Having discussed filter factors, we are now ready to look at the other part of the single table
access path evaluation – the calculation of the cost of accessing the needed rows via an index.

Access path: index (iff)


Index: OP_CURPLAN_TRANSIMPREQS_PK
TABLE: OP_CURPLAN_TRANSIMPREQS
RSC_CPU: 0 RSC_IO: 14
IX_SEL: 0.0000e+00 TB_SEL: 1.0000e+00
Access path: iff Resc: 14 Resp: 14

The formula used to calculate the cost of index fast full scan is same as that of FTS:
(Level+Leaf Blocks)/ DB_FILE_MULTIBLOCK_READ_COUNT

INDEX NAME: OP_CURPLAN_TRANSIMPREQS_PK COL#: 3 2 1


TOTAL: LVLS: 1 #LB: 133 #DK: 24736 LB/K: 1 DB/K: 1 CLUF: 9069

So the cost of IFF is:


iff Resc = (1+133)/10.3 =>13.09 =>14

Access path: index (index-only)


Index: OP_CURPLAN_TRANSIMPREQS_PK
TABLE: OP_CURPLAN_TRANSIMPREQS
RSC_CPU: 0 RSC_IO: 2
IX_SEL: 4.0433e-05 TB_SEL: 4.0433e-05
BEST_CST: 2.00 PATH: 4 Degree: 1

For unique Primary key scan :

Cost = blevel+1

INDEX NAME: OP_CURPLAN_TRANSIMPREQS_PK COL#: 3 2 1


TOTAL : LVLS: 1 #LB: 133 #DK: 24736 LB/K: 1 DB/K: 1 CLUF: 9069

RSC_IO = blevel + 1
=2

In General the cost of different types of index scans:

The cost calculations for other index access methods are:

Unique scan blevel+1


Fast full scan leaf_blocks /Effective DB_FILE_MULTIBLOCK_READ_COUNT
Index-only blevel + FF*leaf_blocks
Index range scan blevel + FF*leaf_blocks + FF*clustering_factor
Conclusions that can be drawn from these cost formulae:

· Leaf_blocks contributes to all but the unique index access cost. Index compression, where
appropriate, reduces the number of leaf blocks, lowering the index access costs and can
therefore result in the CBO using an index where before it did not.
· Except for a unique index access, the height of the index (blevel) contributes negligibly to
the cost.
· The clustering factor affects only an index range scan, but then heavily, given the fact the
this is orders of magnitude bigger than LEAF_BLOCKS.

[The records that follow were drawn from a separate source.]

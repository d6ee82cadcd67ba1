// Copyright 2022-2023 VMware, Inc.
// SPDX-License-Identifier: BSD-2-Clause

//! The temporal-solver binary's command-line interface.

use std::collections::BTreeSet;
use std::path::Path;
use std::time::Duration;
use std::{fs, process};

use clap::Args;
use codespan_reporting::{
    files::SimpleFile,
    term::{
        self as terminal,
        termcolor::{ColorChoice, StandardStream},
    },
};
use path_slash::PathExt;
use thiserror::Error;

use engine::{
    ConfigError, Explorer, IterationEncoding, Options, Outcome, Solution, SolveError, Statistics,
    TemporalSolver,
};
use relational::{
    bounds::Bounds,
    instance::TemporalInstance,
    parser::{parse_error_diagnostic, parse_problem, Problem},
    printer,
    semantics::EvalError,
    syntax::{Formula, Relation},
};
use translator::sat::SatFactory;

#[derive(clap::ValueEnum, Copy, Clone, Debug, PartialEq, Eq)]
enum SolverType {
    Cadical,
    External,
}

#[derive(clap::ValueEnum, Copy, Clone, Debug, PartialEq, Eq)]
enum ColorOutput {
    Never,
    Auto,
    Always,
}

#[derive(clap::ValueEnum, Copy, Clone, Debug, PartialEq, Eq)]
enum Mode {
    /// Whole traces that differ somewhere
    Path,
    /// Traces that differ in their static relations
    Config,
    /// Traces that differ only within a window of states
    Segment,
}

#[derive(clap::ValueEnum, Copy, Clone, Debug, PartialEq, Eq)]
enum Encoding {
    Sat,
    Formula,
}

impl From<Encoding> for IterationEncoding {
    fn from(e: Encoding) -> Self {
        match e {
            Encoding::Sat => IterationEncoding::Sat,
            Encoding::Formula => IterationEncoding::Formula,
        }
    }
}

#[derive(Args, Clone, Debug, PartialEq, Eq)]
struct SolveArgs {
    #[arg(long, default_value_t = 1)]
    /// Shortest trace length to try
    min_trace: usize,

    #[arg(long, default_value_t = 20)]
    /// Longest trace length to try
    max_trace: usize,

    #[arg(long)]
    /// Give up after this many seconds
    timeout: Option<u64>,

    #[arg(long, default_value_t = 500)]
    /// Bound on the candidates of each higher-order loop (0 is unbounded)
    hol_max_iter: usize,

    #[arg(long)]
    /// Report an unsatisfiable core when there is no solution
    proof: bool,

    #[arg(value_enum, long, default_value_t = SolverType::Cadical)]
    /// SAT solver to use
    solver: SolverType,

    #[arg(long)]
    /// Command line of the external DIMACS solver
    solver_command: Option<String>,

    #[arg(long)]
    /// Print solutions as JSON
    json: bool,

    #[arg(long)]
    /// Evaluate the problem on every solution found
    check: bool,

    /// File name for a problem file
    file: String,
}

#[derive(Args, Clone, Debug, PartialEq, Eq)]
struct EnumerateArgs {
    #[command(flatten)]
    solve: SolveArgs,

    #[arg(value_enum, long, default_value_t = Mode::Path)]
    /// How successive solutions differ
    mode: Mode,

    #[arg(long, default_value_t = 10)]
    /// Maximum number of solutions to print
    limit: usize,

    #[arg(long, default_value_t = 0)]
    /// First state of the window in segment mode
    state: usize,

    #[arg(long, default_value_t = 1)]
    /// Width of the window in segment mode
    delta: usize,

    #[arg(long, num_args = 1..)]
    /// Relations allowed to change in segment mode (default: all mutable
    /// relations)
    force: Vec<String>,

    #[arg(value_enum, long, default_value_t = Encoding::Sat)]
    /// How previous solutions are excluded
    encoding: Encoding,
}

#[derive(clap::Subcommand, Clone, Debug, PartialEq, Eq)]
enum Command {
    /// Find one solution by iterative deepening over the trace length.
    Solve(SolveArgs),
    /// Enumerate solutions of a first-order problem.
    Enumerate(EnumerateArgs),
    /// Parse and pretty-print a problem.
    Print {
        /// File name for a problem file
        file: String,
    },
}

impl Command {
    fn file(&self) -> &str {
        match self {
            Command::Solve(SolveArgs { file, .. }) => file,
            Command::Enumerate(EnumerateArgs {
                solve: SolveArgs { file, .. },
                ..
            }) => file,
            Command::Print { file } => file,
        }
    }
}

#[derive(clap::Parser, Debug)]
#[command(about, long_about=None)]
/// Entrypoint for the temporal-solver binary, including all commands.
pub struct App {
    #[arg(value_enum, long, default_value_t = ColorOutput::Auto)]
    /// Control color output. Auto disables colors with TERM=dumb or
    /// NO_COLOR=true.
    color: ColorOutput,

    #[command(subcommand)]
    /// Command to run
    command: Command,
}

/// An error after the problem has been parsed.
#[derive(Error, Debug)]
enum CommandError {
    #[error("{0}")]
    Usage(&'static str),
    #[error(transparent)]
    Solve(#[from] SolveError),
    #[error("could not check solution: {0}")]
    Eval(#[from] EvalError),
    #[error("solution check failed: {0}")]
    Check(String),
    #[error(transparent)]
    Json(#[from] serde_json::Error),
}

impl SolveArgs {
    fn get_solver(&self) -> Result<SatFactory, CommandError> {
        match (self.solver, &self.solver_command) {
            (SolverType::Cadical, None) if self.proof => Ok(SatFactory::CadicalProver),
            (SolverType::Cadical, None) => Ok(SatFactory::Cadical),
            (SolverType::Cadical, Some(_)) => Err(CommandError::Usage(
                "--solver-command requires --solver external",
            )),
            (SolverType::External, _) if self.proof => {
                Err(CommandError::Usage("--proof requires --solver cadical"))
            }
            (SolverType::External, None) => Err(CommandError::Usage(
                "--solver external requires --solver-command",
            )),
            (SolverType::External, Some(cmd)) => {
                let mut words = cmd.split_whitespace().map(|w| w.to_string());
                let command = words
                    .next()
                    .ok_or(CommandError::Usage("empty --solver-command"))?;
                Ok(SatFactory::External {
                    command,
                    args: words.collect(),
                })
            }
        }
    }

    fn get_options(&self) -> Result<Options, CommandError> {
        let mut options = Options::default()
            .with_trace_lengths(self.min_trace, self.max_trace)
            .with_solver(self.get_solver()?)
            .with_hol_max_iterations(self.hol_max_iter);
        if let Some(secs) = self.timeout {
            options = options.with_timeout(Duration::from_secs(secs));
        }
        Ok(options)
    }

    fn report(&self, problem: &Problem, solution: &Solution, pretty: bool) -> Result<(), CommandError> {
        if self.json {
            let json = if pretty {
                serde_json::to_string_pretty(solution)?
            } else {
                serde_json::to_string(solution)?
            };
            println!("{json}");
        } else {
            print!("{}", render(&problem.bounds, solution));
            print!("{}", render_statistics(&solution.statistics));
        }
        if self.check {
            if let Some(instance) = solution.instance() {
                check(problem, instance)?;
                if !self.json {
                    println!("check: ok");
                }
            }
        }
        Ok(())
    }
}

impl EnumerateArgs {
    fn get_force(&self, bounds: &Bounds) -> Result<BTreeSet<Relation>, CommandError> {
        self.force
            .iter()
            .map(|name| {
                bounds
                    .relations()
                    .find(|r| &r.name == name)
                    .cloned()
                    .ok_or_else(|| {
                        CommandError::from(SolveError::from(ConfigError::UnknownRelation(
                            name.clone(),
                        )))
                    })
            })
            .collect()
    }
}

/// The verdict followed by the trace or the core.
fn render(bounds: &Bounds, solution: &Solution) -> String {
    match &solution.outcome {
        Outcome::Sat { instance } => {
            let n = instance.prefix_length();
            let states = if n == 1 { "state" } else { "states" };
            format!("sat, trace of {n} {states}\n{instance}")
        }
        Outcome::Unsat {
            trace_length,
            proof,
        } => {
            let mut out = format!("unsat up to trace length {trace_length}\n");
            if let Some(proof) = proof {
                out.push_str("core:\n");
                for f in &proof.core {
                    out.push_str(&format!("  {}\n", printer::formula_in(bounds.universe(), f)));
                }
            }
            out
        }
    }
}

fn render_statistics(stats: &Statistics) -> String {
    let lengths = stats
        .trace_lengths
        .iter()
        .map(|l| l.to_string())
        .collect::<Vec<_>>()
        .join(", ");
    let mut out = String::from("statistics:\n");
    out.push_str(&format!("  trace lengths: {lengths}\n"));
    out.push_str(&format!(
        "  variables: {} ({} primary)\n",
        stats.variables, stats.primary_variables
    ));
    out.push_str(&format!("  clauses: {}\n", stats.clauses));
    out.push_str(&format!("  sat calls: {}\n", stats.sat_calls));
    if stats.hol_candidates > 0 {
        out.push_str(&format!("  candidates: {}\n", stats.hol_candidates));
    }
    out.push_str(&format!(
        "  translation: {:?}, solving: {:?}\n",
        stats.translation_time, stats.solving_time
    ));
    out
}

/// Check a trace against the bounds and facts of the problem it solves.
fn check(problem: &Problem, instance: &TemporalInstance) -> Result<(), CommandError> {
    for (r, b) in problem.bounds.iter() {
        for i in 0..instance.prefix_length() {
            let value = instance
                .state(i)
                .tuples(r)
                .ok_or_else(|| CommandError::Check(format!("{} has no value", r.name)))?;
            if !b.lower.is_subset(value) || !value.is_subset(&b.upper) {
                return Err(CommandError::Check(format!(
                    "{} is outside its bounds in state {i}",
                    r.name
                )));
            }
        }
    }
    let formula = Formula::and([problem.formula(), problem.bounds.resolve()]);
    if !instance.evaluate(&formula)? {
        return Err(CommandError::Check("the facts do not hold".to_string()));
    }
    Ok(())
}

impl Command {
    fn run(&self, problem: &Problem) -> Result<(), CommandError> {
        match self {
            Command::Solve(args) => {
                let solver = TemporalSolver::new(args.get_options()?);
                let solution = solver.solve(&problem.formula(), &problem.bounds)?;
                args.report(problem, &solution, true)?;
            }
            Command::Enumerate(args) => {
                let options = args
                    .solve
                    .get_options()?
                    .with_iteration_encoding(args.encoding.into());
                let force = args.get_force(&problem.bounds)?;
                let solver = TemporalSolver::new(options);
                let mut solutions = solver.solve_all(&problem.formula(), &problem.bounds)?;
                for i in 1..=args.limit {
                    let solution = match args.mode {
                        Mode::Path => solutions.next_p()?,
                        Mode::Config => solutions.next_c()?,
                        Mode::Segment => solutions.next_s(args.state, args.delta, &force)?,
                    };
                    if !solution.is_sat() {
                        if args.solve.json {
                            args.solve.report(problem, &solution, false)?;
                        } else {
                            println!("no more solutions");
                        }
                        break;
                    }
                    if !args.solve.json {
                        println!("solution {i}:");
                    }
                    args.solve.report(problem, &solution, false)?;
                }
            }
            Command::Print { .. } => print!("{}", printer::problem(problem)),
        }
        Ok(())
    }
}

impl App {
    /// Run the application.
    pub fn exec(self) {
        let file = match fs::read_to_string(self.command.file()) {
            Ok(file) => file,
            Err(err) => {
                eprintln!("could not read {}: {err}", self.command.file());
                process::exit(1);
            }
        };
        // We make sure paths look like Unix paths on all platforms, otherwise test snapshots don't match.
        let standardized_filename = Path::new(self.command.file()).to_slash_lossy();
        let files = SimpleFile::new(standardized_filename, &file);

        let writer = StandardStream::stderr(match &self.color {
            ColorOutput::Never => ColorChoice::Never,
            ColorOutput::Always => ColorChoice::Always,
            ColorOutput::Auto => ColorChoice::Auto,
        });
        let config = codespan_reporting::term::Config {
            start_context_lines: 3,
            end_context_lines: 3,
            ..Default::default()
        };

        let problem = match parse_problem(&file) {
            Ok(problem) => problem,
            Err(err) => {
                let diagnostic = parse_error_diagnostic((), &err);
                if terminal::emit(&mut writer.lock(), &config, &files, &diagnostic).is_err() {
                    eprintln!("{err}");
                }
                process::exit(1);
            }
        };
        log::info!(
            "parsed {} relations and {} facts",
            problem.bounds.relations().count(),
            problem.facts.len()
        );

        if let Err(err) = self.command.run(&problem) {
            eprintln!("{err}");
            process::exit(1);
        }
    }
}
// Copyright 2022-2023 VMware, Inc.
// SPDX-License-Identifier: BSD-2-Clause

//! Evaluate formulas and expressions directly on instances and lasso traces.

use itertools::Itertools;
use std::ops::Range;
use thiserror::Error;

use crate::{
    instance::{Instance, TemporalInstance},
    syntax::*,
    universe::TupleSet,
};

/// An assignment maps quantified variables to their values.
pub type Assignment = im::HashMap<Variable, TupleSet>;

/// The largest domain over which a higher-order quantifier is evaluated by
/// enumerating subsets.
const MAX_SUBSET_DOMAIN: usize = 16;

/// An error during evaluation
#[derive(Error, Debug, Clone, PartialEq, Eq)]
pub enum EvalError {
    /// A relation has no value in the instance
    #[error("relation {0} has no value")]
    MissingRelation(String),
    /// A variable is not bound by any quantifier
    #[error("unbound variable {0}")]
    UnboundVariable(String),
    /// Quantification over traces of values is not evaluated directly
    #[error("cannot evaluate quantification over the mutable variable {0}")]
    MutableVariable(String),
    /// The domain of a higher-order quantifier is too large to enumerate
    #[error("domain of {0} has {1} tuples, too many to enumerate its subsets")]
    DomainTooLarge(String, usize),
}

type Result<T> = std::result::Result<T, EvalError>;

/// Evaluates formulas at positions of the infinite trace a lasso encodes.
struct Evaluator<'a> {
    trace: &'a TemporalInstance,
    /// Past operators of the evaluated formula are periodic from here on.
    horizon: usize,
}

impl<'a> Evaluator<'a> {
    fn new(trace: &'a TemporalInstance, formula: &Formula) -> Self {
        let horizon = trace.prefix_length() + formula.past_depth() * trace.period();
        Self { trace, horizon }
    }

    /// Every future position that has to be inspected from `pos`: truth
    /// values repeat with the trace period after the horizon.
    fn future(&self, pos: usize) -> Range<usize> {
        pos..pos.max(self.horizon) + self.trace.period()
    }

    fn formula(&self, f: &Formula, pos: usize, asgn: &Assignment) -> Result<bool> {
        Ok(match f {
            Formula::Literal(b) => *b,
            Formula::UnaryOp(op, t) => match op {
                UOp::Not => !self.formula(t, pos, asgn)?,
                UOp::After => self.formula(t, pos + 1, asgn)?,
                UOp::Before => pos > 0 && self.formula(t, pos - 1, asgn)?,
                UOp::Always => {
                    for k in self.future(pos) {
                        if !self.formula(t, k, asgn)? {
                            return Ok(false);
                        }
                    }
                    true
                }
                UOp::Eventually => {
                    for k in self.future(pos) {
                        if self.formula(t, k, asgn)? {
                            return Ok(true);
                        }
                    }
                    false
                }
                UOp::Historically => {
                    for k in 0..=pos {
                        if !self.formula(t, k, asgn)? {
                            return Ok(false);
                        }
                    }
                    true
                }
                UOp::Once => {
                    for k in 0..=pos {
                        if self.formula(t, k, asgn)? {
                            return Ok(true);
                        }
                    }
                    false
                }
            },
            Formula::BinOp(op, lhs, rhs) => match op {
                BinOp::Implies => !self.formula(lhs, pos, asgn)? || self.formula(rhs, pos, asgn)?,
                BinOp::Iff => self.formula(lhs, pos, asgn)? == self.formula(rhs, pos, asgn)?,
                BinOp::Until => {
                    for k in self.future(pos) {
                        if self.formula(rhs, k, asgn)? {
                            return Ok(true);
                        }
                        if !self.formula(lhs, k, asgn)? {
                            return Ok(false);
                        }
                    }
                    false
                }
                BinOp::Releases => {
                    for k in self.future(pos) {
                        if !self.formula(rhs, k, asgn)? {
                            return Ok(false);
                        }
                        if self.formula(lhs, k, asgn)? {
                            return Ok(true);
                        }
                    }
                    true
                }
                BinOp::Since => {
                    for k in (0..=pos).rev() {
                        if self.formula(rhs, k, asgn)? {
                            return Ok(true);
                        }
                        if !self.formula(lhs, k, asgn)? {
                            return Ok(false);
                        }
                    }
                    false
                }
                BinOp::Triggered => {
                    for k in (0..=pos).rev() {
                        if !self.formula(rhs, k, asgn)? {
                            return Ok(false);
                        }
                        if self.formula(lhs, k, asgn)? {
                            return Ok(true);
                        }
                    }
                    true
                }
            },
            Formula::NAryOp(NOp::And, ts) => {
                for t in ts {
                    if !self.formula(t, pos, asgn)? {
                        return Ok(false);
                    }
                }
                true
            }
            Formula::NAryOp(NOp::Or, ts) => {
                for t in ts {
                    if self.formula(t, pos, asgn)? {
                        return Ok(true);
                    }
                }
                false
            }
            Formula::Compare(op, lhs, rhs) => {
                let lhs = self.expression(lhs, pos, asgn)?;
                let rhs = self.expression(rhs, pos, asgn)?;
                match op {
                    CompareOp::Subset => lhs.is_subset(&rhs),
                    CompareOp::Equals => lhs == rhs,
                }
            }
            Formula::Multiplicity(m, e) => {
                let n = self.expression(e, pos, asgn)?.len();
                match m {
                    Multiplicity::No => n == 0,
                    Multiplicity::Lone => n <= 1,
                    Multiplicity::One => n == 1,
                    Multiplicity::Some => n >= 1,
                    Multiplicity::Set => true,
                }
            }
            Formula::Quantified {
                quantifier,
                decls,
                body,
            } => self.quantified(*quantifier, decls, body, pos, asgn)?,
        })
    }

    fn quantified(
        &self,
        quantifier: Quantifier,
        decls: &[Decl],
        body: &Formula,
        pos: usize,
        asgn: &Assignment,
    ) -> Result<bool> {
        let Some((decl, rest)) = decls.split_first() else {
            return self.formula(body, pos, asgn);
        };
        if decl.var.mutable {
            return Err(EvalError::MutableVariable(decl.var.name.clone()));
        }
        let domain = self.expression(&decl.expr, pos, asgn)?;
        let values: Vec<TupleSet> = match decl.mult {
            Multiplicity::One => domain.iter().map(|t| TupleSet::singleton(t.clone())).collect(),
            mult => {
                if domain.len() > MAX_SUBSET_DOMAIN {
                    return Err(EvalError::DomainTooLarge(decl.var.name.clone(), domain.len()));
                }
                domain
                    .iter()
                    .powerset()
                    .filter(|s| match mult {
                        Multiplicity::No => s.is_empty(),
                        Multiplicity::Lone => s.len() <= 1,
                        Multiplicity::Some => !s.is_empty(),
                        _ => true,
                    })
                    .map(|s| TupleSet::from_tuples(domain.arity(), s.into_iter().cloned()))
                    .collect()
            }
        };
        for value in values {
            let holds = self.quantified(
                quantifier,
                rest,
                body,
                pos,
                &asgn.update(decl.var.clone(), value),
            )?;
            match quantifier {
                Quantifier::Forall if !holds => return Ok(false),
                Quantifier::Exists if holds => return Ok(true),
                _ => (),
            }
        }
        Ok(quantifier == Quantifier::Forall)
    }

    fn expression(&self, e: &Expression, pos: usize, asgn: &Assignment) -> Result<TupleSet> {
        let universe = self.trace.universe();
        Ok(match e {
            Expression::Relation(r) => self
                .trace
                .state(pos)
                .tuples(r)
                .cloned()
                .ok_or_else(|| EvalError::MissingRelation(r.name.clone()))?,
            Expression::Var(v) => asgn
                .get(v)
                .cloned()
                .ok_or_else(|| EvalError::UnboundVariable(v.name.clone()))?,
            Expression::Constant(ts) => ts.clone(),
            Expression::Univ => universe.all(1),
            Expression::Iden => universe.iden(),
            Expression::None(arity) => TupleSet::empty(*arity),
            Expression::UnaryOp(op, e) => match op {
                ExprUOp::Prime => self.expression(e, pos + 1, asgn)?,
                ExprUOp::Transpose => self.expression(e, pos, asgn)?.transpose(),
                ExprUOp::Closure => self.expression(e, pos, asgn)?.closure(),
                ExprUOp::ReflexiveClosure => self
                    .expression(e, pos, asgn)?
                    .closure()
                    .union(&universe.iden()),
            },
            Expression::BinOp(op, lhs, rhs) => {
                let lhs = self.expression(lhs, pos, asgn)?;
                let rhs = self.expression(rhs, pos, asgn)?;
                match op {
                    ExprBinOp::Union => lhs.union(&rhs),
                    ExprBinOp::Intersection => lhs.intersection(&rhs),
                    ExprBinOp::Difference => lhs.difference(&rhs),
                    ExprBinOp::Override => lhs.override_with(&rhs),
                    ExprBinOp::Join => lhs.join(&rhs),
                    ExprBinOp::Product => lhs.product(&rhs),
                }
            }
            Expression::Ite(cond, then, else_) => {
                if self.formula(cond, pos, asgn)? {
                    self.expression(then, pos, asgn)?
                } else {
                    self.expression(else_, pos, asgn)?
                }
            }
        })
    }
}

impl TemporalInstance {
    /// Whether the formula holds at the start of the trace.
    pub fn evaluate(&self, formula: &Formula) -> Result<bool> {
        Evaluator::new(self, formula).formula(formula, 0, &Assignment::new())
    }

    /// Whether the formula holds at position `pos` of the trace, under an
    /// assignment to its free variables.
    pub fn evaluate_at(&self, formula: &Formula, pos: usize, asgn: &Assignment) -> Result<bool> {
        Evaluator::new(self, formula).formula(formula, pos, asgn)
    }

    /// The value of an expression at position `pos` of the trace.
    pub fn evaluate_expression(
        &self,
        expr: &Expression,
        pos: usize,
        asgn: &Assignment,
    ) -> Result<TupleSet> {
        Evaluator::new(self, &Formula::true_()).expression(expr, pos, asgn)
    }
}

impl Instance {
    /// Whether the formula holds in the trace that repeats this instance
    /// forever.
    pub fn evaluate(&self, formula: &Formula) -> Result<bool> {
        TemporalInstance::constant(self.clone()).evaluate(formula)
    }
}

#[cfg(test)]
mod tests {
    use super::*;
    use crate::universe::Universe;
    use std::sync::Arc;

    fn unary(values: &[usize]) -> TupleSet {
        TupleSet::from_tuples(1, values.iter().map(|&a| vec![a]))
    }

    fn trace(p: &[&[usize]], loop_state: usize) -> (TemporalInstance, Relation) {
        let u = Arc::new(Universe::new(["A0", "A1", "A2"]));
        let rel = Relation::variable("p", 1);
        let states = p
            .iter()
            .map(|v| {
                let mut i = Instance::new(u.clone());
                i.add(rel.clone(), unary(v));
                i
            })
            .collect();
        (TemporalInstance::new(states, loop_state).unwrap(), rel)
    }

    #[test]
    fn test_future_operators() {
        // p: {} {0} {0,1} {1} looping to 2
        let (t, p) = trace(&[&[], &[0], &[0, 1], &[1]], 2);
        assert_eq!(t.evaluate(&Formula::eventually(Formula::some(&p))), Ok(true));
        assert_eq!(t.evaluate(&Formula::always(Formula::some(&p))), Ok(false));
        assert_eq!(
            t.evaluate(&Formula::after(Formula::always(Formula::some(&p)))),
            Ok(true)
        );
        assert_eq!(
            t.evaluate(&Formula::until(Formula::no(&p), Formula::some(&p))),
            Ok(true)
        );
        let a1 = Expression::Constant(unary(&[1]));
        // always eventually A1 in p, since the loop visits {0,1} and {1}
        assert_eq!(
            t.evaluate(&Formula::always(Formula::eventually(Formula::subset(
                a1.clone(),
                &p
            )))),
            Ok(true)
        );
        assert_eq!(
            t.evaluate(&Formula::eventually(Formula::always(Formula::subset(a1, &p)))),
            Ok(true)
        );
    }

    #[test]
    fn test_past_operators() {
        let (t, p) = trace(&[&[], &[0], &[0, 1], &[1]], 2);
        let a0 = Expression::Constant(unary(&[0]));
        // eventually (p has A0 before, and not now)
        let f = Formula::eventually(Formula::and([
            Formula::before(Formula::subset(a0.clone(), &p)),
            Formula::not(Formula::subset(a0.clone(), &p)),
        ]));
        assert_eq!(t.evaluate(&f), Ok(true));
        assert_eq!(
            t.evaluate(&Formula::always(Formula::once(Formula::no(&p)))),
            Ok(true)
        );
        assert_eq!(
            t.evaluate(&Formula::always(Formula::historically(Formula::no(&p)))),
            Ok(false)
        );
        assert_eq!(
            t.evaluate(&Formula::always(Formula::since(
                Formula::some(&p),
                Formula::no(&p)
            ))),
            Ok(true)
        );
        assert_eq!(
            t.evaluate(&Formula::eventually(Formula::triggered(
                Formula::false_(),
                Formula::some(&p)
            ))),
            Ok(false)
        );
    }

    #[test]
    fn test_prime_and_quantifiers() {
        let (t, p) = trace(&[&[0], &[0, 1]], 1);
        assert_eq!(
            t.evaluate(&Formula::subset(&p, Expression::prime(&p))),
            Ok(true)
        );
        let x = Variable::new("x", 1);
        let all_in_next = Formula::forall(
            [Decl::one(x.clone(), Expression::from(&p))],
            Formula::subset(&x, Expression::prime(&p)),
        );
        assert_eq!(t.evaluate(&Formula::always(all_in_next)), Ok(true));
        let big = Variable::new("X", 1);
        let ho = Formula::exists(
            [Decl::new(big.clone(), Multiplicity::Set, Expression::Univ)],
            Formula::forall(
                [Decl::one(x.clone(), Expression::Univ)],
                Formula::subset(&x, &big),
            ),
        );
        assert_eq!(t.evaluate(&ho), Ok(true));
        let unbound = Formula::some(&x);
        assert_eq!(
            t.evaluate(&unbound),
            Err(EvalError::UnboundVariable("x".to_string()))
        );
    }
}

The most important thing that 10053 trace proves is:


· An index is not being used, is not even considered and entered into any plan cost
calculation if its leading column is not among the predicates.

DEFAULT TABLE, INDEX, AND COLUMN STATISTICS

Remember that the rule based optimizer parses statements where none of the tables have
statistics. What if only one, or a few but not all, tables, indexes, or columns have no statistics?
There are different claims for what Oracle does in that case. The most popular is that Oracle
uses the rule based optimizer for that table. But parsing is not a mix and match exercise – a
statement is either parsed entirely by CBO or entirely by RBO. If at least one table in the query
has statistics (and optimizer goal is not rule) then the cost base optimizer does parse the query.
Another claim is that Oracle will dynamically, at runtime, estimate statistics on the objects
without statistics. I have not seen any evidence of that.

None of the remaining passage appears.